居于此,当我们读到诸如《财门帖》之类的诗歌时,我们才会有所震撼。“主家财门四角方,沉香板子内外装”“一送当年世岁好,二送鲤鱼跳龙门”,读者仿佛回到从前,作者借助生活经验及民族文化还原了某种生活场景,语言抒情,粗犷,原生态。《嫁女图》,作者通过对嫁女中场面的描写,原生态地保存了一种民俗。或许,正是这些即将要消失的东西,使文字成为一种追忆,从而文字也就带有史诗的价值,它应该是一个地方或者一个地域的小历史。这是对我们生存的一种原始的记忆,作者在尽力将其复活或者还原,这些东西就是作者过去的生活经验,是存活在记忆中的,是一个人的生命中的,同时经过作者内化之后,它又是不可复制的,是原生态。或许这就是尹马诗歌的价值及意义。对传统文化的关注,同样是对我们生存的关注。
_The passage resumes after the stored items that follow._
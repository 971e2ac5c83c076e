//! Single-step Concat KDF with SHA-256 as used by ECDH-ES (RFC 7518, section 4.6.2).

use crate::{errors::Error, hash::HashAlg};

fn length_prefixed(data: &[u8]) -> Result<Vec<u8>, Error> {
    let len = u32::try_from(data.len()).map_err(|_| Error::Encoding("KDF input too long".into()))?;
    let mut out = len.to_be_bytes().to_vec();
    out.extend_from_slice(data);
    Ok(out)
}

/// Derive `key_len` bytes from the shared secret `z`.
///
/// `algorithm_id` is the `enc` value for direct agreement or the `alg` value
/// when the result wraps a key; `apu` and `apv` are the decoded party infos.
pub fn derive(z: &[u8], algorithm_id: &str, apu: &[u8], apv: &[u8], key_len: usize) -> Result<Vec<u8>, Error> {
    let key_bits = u32::try_from(key_len * 8).map_err(|_| Error::Encoding("KDF output too long".into()))?;

    let mut other_info = length_prefixed(algorithm_id.as_bytes())?;
    other_info.extend(length_prefixed(apu)?);
    other_info.extend(length_prefixed(apv)?);
    other_info.extend_from_slice(&key_bits.to_be_bytes());

    let mut derived = Vec::with_capacity(key_len + 32);
    let mut counter: u32 = 1;
    while derived.len() < key_len {
        derived.extend(HashAlg::Sha256.digest_parts(&[&counter.to_be_bytes()[..], z, &other_info[..]]));
        counter += 1;
    }
    derived.truncate(key_len);
    Ok(derived)
}
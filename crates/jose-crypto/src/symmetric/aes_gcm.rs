//! AES in Galois/Counter Mode with a 96-bit IV and a 128-bit tag.

use aes_gcm::{
    aead::{consts::U12, generic_array::GenericArray, AeadInPlace, KeyInit},
    aes::Aes192,
    Aes128Gcm, Aes256Gcm, AesGcm,
};

use crate::{errors::Error, utils::random_bytes};

type Aes192Gcm = AesGcm<Aes192, U12>;

/// IV length in bytes.
pub const IV_LEN: usize = 12;

/// Authentication tag length in bytes.
pub const TAG_LEN: usize = 16;

/// A fresh random 96-bit IV.
pub fn generate_iv() -> Result<Vec<u8>, Error> {
    random_bytes(IV_LEN)
}

/// Encrypt `plaintext` and return `(ciphertext, tag)`.
pub fn encrypt(key: &[u8], iv: &[u8], aad: &[u8], plaintext: &[u8]) -> Result<(Vec<u8>, Vec<u8>), Error> {
    if iv.len() != IV_LEN {
        return Err(Error::Encoding(format!("AES-GCM IV must be {IV_LEN} bytes")));
    }
    match key.len() {
        16 => seal::<Aes128Gcm>(key, iv, aad, plaintext),
        24 => seal::<Aes192Gcm>(key, iv, aad, plaintext),
        32 => seal::<Aes256Gcm>(key, iv, aad, plaintext),
        len => Err(invalid_key_size(len)),
    }
}

/// Decrypt and authenticate. A wrong key, IV, AAD or tag is `Error::Decryption`;
/// no plaintext is ever returned unless the tag verifies.
pub fn decrypt(key: &[u8], iv: &[u8], aad: &[u8], ciphertext: &[u8], tag: &[u8]) -> Result<Vec<u8>, Error> {
    if iv.len() != IV_LEN || tag.len() != TAG_LEN {
        return Err(Error::Decryption);
    }
    match key.len() {
        16 => open::<Aes128Gcm>(key, iv, aad, ciphertext, tag),
        24 => open::<Aes192Gcm>(key, iv, aad, ciphertext, tag),
        32 => open::<Aes256Gcm>(key, iv, aad, ciphertext, tag),
        len => Err(invalid_key_size(len)),
    }
}

fn invalid_key_size(len: usize) -> Error {
    Error::invalid_key(format!("AES-GCM keys are 128, 192 or 256 bits, got {} bits", len * 8))
}

fn seal<C: AeadInPlace + KeyInit>(
    key: &[u8],
    iv: &[u8],
    aad: &[u8],
    plaintext: &[u8],
) -> Result<(Vec<u8>, Vec<u8>), Error> {
    let cipher = C::new_from_slice(key).map_err(|_| invalid_key_size(key.len()))?;
    let mut buffer = plaintext.to_vec();
    let tag = cipher
        .encrypt_in_place_detached(GenericArray::from_slice(iv), aad, &mut buffer)
        .map_err(|_| Error::Encoding("plaintext too long for AES-GCM".into()))?;
    Ok((buffer, tag.to_vec()))
}

fn open<C: AeadInPlace + KeyInit>(
    key: &[u8],
    iv: &[u8],
    aad: &[u8],
    ciphertext: &[u8],
    tag: &[u8],
) -> Result<Vec<u8>, Error> {
    let cipher = C::new_from_slice(key).map_err(|_| invalid_key_size(key.len()))?;
    let mut buffer = ciphertext.to_vec();
    cipher
        .decrypt_in_place_detached(GenericArray::from_slice(iv), aad, &mut buffer, GenericArray::from_slice(tag))
        .map_err(|_| Error::Decryption)?;
    Ok(buffer)
}
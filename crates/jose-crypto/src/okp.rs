//! Octet key pairs: Ed25519 signatures and X25519 key agreement.

use ed25519_dalek::{Signature, Signer, SigningKey, Verifier, VerifyingKey};
use x25519_dalek::{PublicKey, StaticSecret};

use super::{
    errors::Error,
    traits::{CoreSign, Generate, KeyMaterial, BYTES_LENGTH_32, ECDH},
    utils::{generate_seed, slice_to_array},
    AsymmetricKey,
};

pub type Ed25519KeyPair = AsymmetricKey<VerifyingKey, SigningKey>;

pub type X25519KeyPair = AsymmetricKey<PublicKey, StaticSecret>;

impl std::fmt::Debug for Ed25519KeyPair {
    fn fmt(&self, f: &mut std::fmt::Formatter<'_>) -> std::fmt::Result {
        f.write_fmt(format_args!("{:?}", self.public_key))
    }
}

impl std::fmt::Debug for X25519KeyPair {
    fn fmt(&self, f: &mut std::fmt::Formatter<'_>) -> std::fmt::Result {
        f.write_fmt(format_args!("{:?}", self.public_key))
    }
}

impl KeyMaterial for Ed25519KeyPair {
    fn public_key_bytes(&self) -> Result<Vec<u8>, Error> {
        Ok(self.public_key.as_bytes().to_vec())
    }

    fn private_key_bytes(&self) -> Result<Vec<u8>, Error> {
        match &self.secret_key {
            Some(sk) => Ok(sk.to_bytes().to_vec()),
            None => Err(Error::invalid_key("private key required")),
        }
    }
}

impl Generate for Ed25519KeyPair {
    fn new() -> Result<Ed25519KeyPair, Error> {
        Self::new_with_seed(&[])
    }

    fn new_with_seed(seed: &[u8]) -> Result<Ed25519KeyPair, Error> {
        let secret_seed = generate_seed(seed)?;
        let sk = SigningKey::from_bytes(&secret_seed);
        Ok(Ed25519KeyPair {
            public_key: sk.verifying_key(),
            secret_key: Some(sk),
        })
    }

    fn from_public_key(public_key: &[u8]) -> Result<Ed25519KeyPair, Error> {
        let vk = VerifyingKey::from_bytes(&slice_to_array(public_key)?)
            .map_err(|_| Error::invalid_key("invalid Ed25519 public key"))?;
        Ok(Ed25519KeyPair {
            public_key: vk,
            secret_key: None,
        })
    }

    fn from_secret_key(secret_key: &[u8]) -> Result<Ed25519KeyPair, Error> {
        let sk = SigningKey::from_bytes(&slice_to_array(secret_key)?);
        Ok(Ed25519KeyPair {
            public_key: sk.verifying_key(),
            secret_key: Some(sk),
        })
    }
}

impl CoreSign for Ed25519KeyPair {
    fn sign(&self, payload: &[u8]) -> Result<Vec<u8>, Error> {
        match &self.secret_key {
            Some(sk) => sk
                .try_sign(payload)
                .map(|signature| signature.to_bytes().to_vec())
                .map_err(|_| Error::invalid_key("signing failed")),
            None => Err(Error::invalid_key("private key required")),
        }
    }

    fn verify(&self, payload: &[u8], signature: &[u8]) -> Result<(), Error> {
        let sig = Signature::from_slice(signature).map_err(|_| Error::Verification)?;
        self.public_key.verify(payload, &sig).map_err(|_| Error::Verification)
    }
}

impl KeyMaterial for X25519KeyPair {
    fn public_key_bytes(&self) -> Result<Vec<u8>, Error> {
        Ok(self.public_key.as_bytes().to_vec())
    }

    fn private_key_bytes(&self) -> Result<Vec<u8>, Error> {
        match &self.secret_key {
            Some(sk) => Ok(sk.as_bytes().to_vec()),
            None => Err(Error::invalid_key("private key required")),
        }
    }
}

impl Generate for X25519KeyPair {
    fn new() -> Result<X25519KeyPair, Error> {
        Self::new_with_seed(&[])
    }

    fn new_with_seed(seed: &[u8]) -> Result<X25519KeyPair, Error> {
        let sk = StaticSecret::from(generate_seed(seed)?);
        Ok(X25519KeyPair {
            public_key: PublicKey::from(&sk),
            secret_key: Some(sk),
        })
    }

    fn from_public_key(public_key: &[u8]) -> Result<X25519KeyPair, Error> {
        Ok(X25519KeyPair {
            public_key: PublicKey::from(slice_to_array(public_key)?),
            secret_key: None,
        })
    }

    fn from_secret_key(secret_key: &[u8]) -> Result<X25519KeyPair, Error> {
        let sk = StaticSecret::from(slice_to_array(secret_key)?);
        Ok(X25519KeyPair {
            public_key: PublicKey::from(&sk),
            secret_key: Some(sk),
        })
    }
}

impl ECDH for X25519KeyPair {
    type PublicKey = PublicKey;

    /// Rejects low-order peer keys, which yield an all-zero shared secret.
    fn key_exchange(&self, their_public: &PublicKey) -> Result<Vec<u8>, Error> {
        let sk = self
            .secret_key
            .as_ref()
            .ok_or_else(|| Error::invalid_key("private key required"))?;
        let shared = sk.diffie_hellman(their_public);
        if !shared.was_contributory() {
            return Err(Error::invalid_key("non-contributory X25519 public key"));
        }
        Ok(shared.as_bytes().to_vec())
    }
}

/// Byte length shared by all OKP keys supported here.
pub const OKP_KEY_LENGTH: usize = BYTES_LENGTH_32;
一个诗人应当将民族元素注入自我的写作经验,这个十分重要,只有这样,民族元素才会成为一种标志,也只有这样,写作才会有原生态价值。只有这样,写作才是有根的。这让人想起诗人希尼在谈到他写作《沼泽地》时说的一句话“需要把记忆与沼泽地和由于找不到合适的词故不妨称为我们的民族意识的东西衔接起来。”[3]当一个作者拥有了民族意识,在作者的笔下,文字才有独创的可能,因为,民族意识往往通过一代一代的作者让文字多元。尹马的诗中,有时也将带有原生态的民俗经文字处理成诗歌,这里说的处理,其实就是自我化的处理,他的诗中如《收脚印》、《赶信》等都是对民俗的某种抒写。
注:文中所选诗歌来自文[2]。